*Records from a dataset:*
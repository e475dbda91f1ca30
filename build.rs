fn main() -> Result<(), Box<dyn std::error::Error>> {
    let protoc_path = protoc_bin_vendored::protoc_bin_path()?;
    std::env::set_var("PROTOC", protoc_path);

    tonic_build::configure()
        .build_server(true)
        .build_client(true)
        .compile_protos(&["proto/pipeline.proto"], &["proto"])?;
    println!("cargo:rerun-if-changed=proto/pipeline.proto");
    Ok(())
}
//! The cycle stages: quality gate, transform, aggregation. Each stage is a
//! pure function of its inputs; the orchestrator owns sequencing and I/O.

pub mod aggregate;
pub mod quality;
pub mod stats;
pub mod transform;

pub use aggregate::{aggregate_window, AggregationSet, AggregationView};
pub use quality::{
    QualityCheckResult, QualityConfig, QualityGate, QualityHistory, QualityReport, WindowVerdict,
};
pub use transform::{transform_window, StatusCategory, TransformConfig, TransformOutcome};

*YOUR GOAL:*
Transcribe the records above exactly, but only from the line that contains "tonic_build::configure()" through their final line, inclusive.

*WRITTEN RESPONSE:*
    tonic_build::configure()
        .build_server(true)
        .build_client(true)
        .compile_protos(&["proto/pipeline.proto"], &["proto"])?;
    println!("cargo:rerun-if-changed=proto/pipeline.proto");
    Ok(())
}
//! The cycle stages: quality gate, transform, aggregation. Each stage is a
//! pure function of its inputs; the orchestrator owns sequencing and I/O.

pub mod aggregate;
pub mod quality;
pub mod stats;
pub mod transform;

pub use aggregate::{aggregate_window, AggregationSet, AggregationView};
pub use quality::{
    QualityCheckResult, QualityConfig, QualityGate, QualityHistory, QualityReport, WindowVerdict,
};
pub use transform::{transform_window, StatusCategory, TransformConfig, TransformOutcome};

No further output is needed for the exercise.